JUDGEMENT
Sarjoo Prosad, C. J. -
(1.)THIS is an appeal under sec. 66 of the Ajmer Abolition of Intermediaries and Land Reforms Act (III of 1955 - hereinafter called the Act ). The appeal has been presented by the Collector of Ajmer against the order of the Compensation Commissioner, Ajmer, dated 29th June, 1956.
(2.)IT appears that Shrimati Bagheliji, widow of Thakur Banspradeep Singhji of Sawar, filed a claim petition under sec. 10 of the Act claiming as Guzaredar of villages Motolao, Gorda, Kusaitha, Udai Sagar, Surapura, a hamlet of village Piplia, and an area of 125 bighas comprised in Khasra No. 1152 in village Sawar. According to her these villages had been granted to her by way of maintenance by her husband Thakur Banspradeep Singh of Sawar. Under the terms of the Act, "guzara" means a fixed cash annuity or a specific area of land in an estate granted by an intermediary for the maintenance of the younger members of his family or other relatives and dependants. , and as such she was estate-holder. Her claim was resisted on behalf of the Collector with reference to villages Motolao, Gorda and Khasra No. 1152 in village Sawar on the ground that these lands did not form a part of her Guzara. The Compensation Commissioner allowed her claim in respect of the other areas except Gorda and Khasra No. 1152 of village Sawar, comprising an area of 125 bighas. In other words the objection of the Collector succeeded in regard to these two properties; but he failed to convince the Compensation Commissioner that village Motolao was not a part of the Guzara as claimed by Shrimati Bagheliji. IT is only in respect of this property that the dispute is now confined is this appeal.

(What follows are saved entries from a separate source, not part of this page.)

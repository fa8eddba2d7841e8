//! Decimal-safe price representation.
//!
//! Prices on this storefront are BRL. The wrapper is a thin newtype over
//! [`rust_decimal::Decimal`] so repeated cart additions stay exact instead of
//! accumulating binary floating-point drift.

use core::fmt;
use core::iter::Sum;
use core::ops::{Add, AddAssign};

use rust_decimal::Decimal;
use serde::{Deserialize, Serialize};

/// A BRL price.
///
/// Wraps a [`Decimal`] amount in the currency's standard unit (reais, not
/// centavos). Serde-transparent: serializes exactly as the inner decimal.
#[derive(Debug, Clone, Copy, PartialEq, Eq, PartialOrd, Ord, Default, Serialize, Deserialize)]
#[serde(transparent)]
pub struct Price(Decimal);

impl Price {
    /// The zero price.
    pub const ZERO: Self = Self(Decimal::ZERO);

    /// Create a price from a decimal amount.
    #[must_use]
    pub const fn new(amount: Decimal) -> Self {
        Self(amount)
    }

    /// Create a price from an amount in centavos.
    ///
    /// `Price::from_centavos(2550)` is `R$ 25,50`.
    #[must_use]
    pub fn from_centavos(centavos: i64) -> Self {
        Self(Decimal::new(centavos, 2))
    }

    /// The underlying decimal amount.
    #[must_use]
    pub const fn amount(&self) -> Decimal {
        self.0
    }

    /// This price multiplied by a quantity.
    #[must_use]
    pub fn times(&self, quantity: u32) -> Self {
        Self(self.0 * Decimal::from(quantity))
    }

    /// Whether this is the zero price.
    #[must_use]
    pub fn is_zero(&self) -> bool {
        self.0.is_zero()
    }
}

impl From<Decimal> for Price {
    fn from(amount: Decimal) -> Self {
        Self(amount)
    }
}

impl From<Price> for Decimal {
    fn from(price: Price) -> Self {
        price.0
    }
}

impl Add for Price {
    type Output = Self;

    fn add(self, rhs: Self) -> Self {
        Self(self.0 + rhs.0)
    }
}

impl AddAssign for Price {
    fn add_assign(&mut self, rhs: Self) {
        self.0 += rhs.0;
    }
}

impl Sum for Price {
    fn sum<I: Iterator<Item = Self>>(iter: I) -> Self {
        iter.fold(Self::ZERO, Add::add)
    }
}

impl fmt::Display for Price {
    /// Formats in the pt-BR convention: `R$ 25,50`.
    fn fmt(&self, f: &mut fmt::Formatter<'_>) -> fmt::Result {
        let rendered = format!("{:.2}", self.0).replace('.', ",");
        write!(f, "R$ {rendered}")
    }
}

The Compensation Commissioner held that the ground on which the claim was resisted by the Collector was that village Motolao as also the other two properties viz. , village Gorda and Khasra No. 1152, were not entered in the record-of-rights in the name of the Guzaredar, and, therefore, her claim was untenable. The Commissioner upheld the objections in respect of the other two properties, because he found no reason to think that the entry in the record-of rights was incorrect; but so far as village Motolao was concerned he was of opinion that the entry in the record-of-rights carried only a presumptive value, and that presumption had been amply rebutted by the fact that from 1947 to 1952 the estate of Sawar was in the possession of the Court of Wards, and the Court of Wards had not taken possession of village Motola because it was apparently given as Guzara to this lady.

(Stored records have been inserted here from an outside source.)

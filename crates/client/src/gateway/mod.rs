//! Remote storefront API boundary.
//!
//! # Architecture
//!
//! - The state core (session, checkout) talks to the remote side exclusively
//!   through the [`RemoteGateway`] trait, so tests can substitute the backend.
//! - [`HttpGateway`] is the production implementation over the storefront's
//!   JSON API (`reqwest`, bearer-token auth).
//! - Transport and status-code decoding happen ONCE here: everything past
//!   this module sees [`ApiError`], never a raw response shape.
//! - Read-only catalog fetches are cached in-memory via `moka` (5-minute
//!   TTL). Auth and order calls are never cached.
//!
//! # Example
//!
//! ```rust,ignore
//! use quitanda_client::gateway::HttpGateway;
//!
//! let gateway = HttpGateway::new(&config);
//!
//! // Catalog (cached)
//! let page = gateway.products(Some(1), Some(20), None).await?;
//!
//! // Auth (via the trait)
//! let auth = gateway.login(&email, "hunter2-but-longer").await?;
//! let me = gateway.current_user(&token).await?;
//! ```

mod http;
pub mod types;

pub use http::HttpGateway;

use async_trait::async_trait;
use secrecy::SecretString;
use thiserror::Error;

use quitanda_core::Email;

use crate::models::{Order, User};
use types::{AuthResponse, OrderDraft, RegisterPayload};

/// Authentication-classified failures from the remote API.
#[derive(Debug, Error, Clone, Copy, PartialEq, Eq)]
pub enum AuthFailure {
    /// Wrong email or password at login.
    #[error("invalid email or password")]
    InvalidCredentials,

    /// Registration rejected because the email is taken.
    #[error("email is already registered")]
    EmailAlreadyRegistered,

    /// The bearer token is expired or invalid.
    ///
    /// Detecting this anywhere must trigger a local logout.
    #[error("session expired or invalid")]
    SessionExpired,
}

/// Errors that can occur when calling the storefront API.
///
/// This is the complete error surface the rest of the client sees: one
/// variant per kind in the error taxonomy, decoded at this boundary.
#[derive(Debug, Error)]
pub enum ApiError {
    /// Transport-level failure - no usable response. Never retried
    /// automatically; the user decides whether to try again.
    #[error("connection error: {0}")]
    Network(#[from] reqwest::Error),

    /// Authentication failure, classified.
    #[error(transparent)]
    Auth(#[from] AuthFailure),

    /// A well-formed error response from the remote side, message passed
    /// through verbatim (e.g. "produto fora de estoque").
    #[error("{0}")]
    Server(String),

    /// The response body did not match the expected shape.
    #[error("malformed response: {0}")]
    Decode(#[from] serde_json::Error),
}

impl ApiError {
    /// Whether this failure means the current token is no longer valid.
    #[must_use]
    pub const fn is_session_expired(&self) -> bool {
        matches!(self, Self::Auth(AuthFailure::SessionExpired))
    }
}

/// Call contract with the remote storefront service.
///
/// This is exactly the surface the state core consumes; catalog and
/// order-history reads live as inherent methods on [`HttpGateway`] because
/// only the presentation layer uses them.
#[async_trait]
pub trait RemoteGateway: Send + Sync {
    /// Authenticate with email and password.
    ///
    /// # Errors
    ///
    /// `Auth(InvalidCredentials)` on a rejected login, `Network`/`Server`/
    /// `Decode` per the taxonomy.
    async fn login(&self, email: &Email, password: &str) -> Result<AuthResponse, ApiError>;

    /// Create an account and authenticate in one step.
    ///
    /// # Errors
    ///
    /// `Auth(EmailAlreadyRegistered)` when the email is taken; `Server` for
    /// remote validation failures.
    async fn register(&self, payload: &RegisterPayload) -> Result<AuthResponse, ApiError>;

    /// Invalidate the token server-side.
    ///
    /// Callers treat this as best-effort: local logout proceeds regardless.
    ///
    /// # Errors
    ///
    /// `Network`/`Server` per the taxonomy; `Auth(SessionExpired)` if the
    /// token was already dead.
    async fn logout(&self, token: &SecretString) -> Result<(), ApiError>;

    /// Fetch the user the token belongs to.
    ///
    /// # Errors
    ///
    /// `Auth(SessionExpired)` for an expired or invalid token.
    async fn current_user(&self, token: &SecretString) -> Result<User, ApiError>;

    /// Submit an order. The server assigns the id, status, and timestamp.
    ///
    /// # Errors
    ///
    /// `Auth(SessionExpired)` for a dead token; `Server` with the remote
    /// message for rejected submissions (e.g. out of stock).
    async fn create_order(
        &self,
        token: &SecretString,
        draft: &OrderDraft,
    ) -> Result<Order, ApiError>;
}

#[cfg(test)]
mod tests {
    use super::*;

    #[test]
    fn test_auth_failure_display() {
        assert_eq!(
            AuthFailure::InvalidCredentials.to_string(),
            "invalid email or password"
        );
        assert_eq!(
            ApiError::Auth(AuthFailure::SessionExpired).to_string(),
            "session expired or invalid"
        );
    }

    #[test]
    fn test_server_error_is_verbatim() {
        let err = ApiError::Server("produto fora de estoque".to_string());
        assert_eq!(err.to_string(), "produto fora de estoque");
    }

    #[test]
    fn test_is_session_expired() {
        assert!(ApiError::Auth(AuthFailure::SessionExpired).is_session_expired());
        assert!(!ApiError::Auth(AuthFailure::InvalidCredentials).is_session_expired());
        assert!(!ApiError::Server("x".to_string()).is_session_expired());
    }
}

In appeal it is contended by Shri R. A. Gupta for the Collector that the order of the Commissioner is erroneous. He points out that under sec. 65 of the Act, the entry in the record-of-rights should be held to be conclusive, and he lays stress upon the marginal note to the section. The section as given in the Act runs thus: - "65. Entries in record of rights conclusive - Every entry in the record of rights shall for purposes of this Act, be presumed to be correct. " In our opinion, the decision of the learned Commissioner is correct. It is important to remember that in the body of the section itself the word "conclusive" does not occur. All that the section says is that it shall be presumed to be correct; but it nowhere says that the entry should be conclusive, and the meaning of the section should not be controlled by the marginal note where the word "conclusive" has been used. In our opinion, this is the correct position in law. It is really the language of the section which has to be interpreted, and the marginal note does not necessarily control the meaning of the section. Here the section says that the entry in the record-of-rights shall for the purposes of the Act be presumed to be correct. It does not say that the entry shall be conclusive evidence of whatever is entered in the record-of-rights. It is true that the word "conclusive" occurs in the marginal note; but that does not carry us very far, when the section itself does not say so. If simply the entry in the record-of-rights were held to be conclusive, then any enquiry under sec. 20 of the Act would be fruitless and nugatory. Therefore, the section cannot be so interpreted as to defeat the other provisions of the Act or render them otiose. It must be held in the circumstances that the use of the expression "conclusive" in the marginal note appears to be erroneous. As pointed out by the Supreme Court in Nalinakhya Bysack vs. Shyam Sunder Haldar (1): - "apart from the question whether the marginal note can at all be referred to in construing the provisions of a section of an Act, it is quite clear, on the authorities, (that the marginal note cannot control the meaning of the body of the section if the language employed therein is clear and unambiguous. If the language of the section is clear then it may be that there is an accidental slip in the marginal note rather than that the marginal note is correct and the accidental slip is in the body of the section itself. "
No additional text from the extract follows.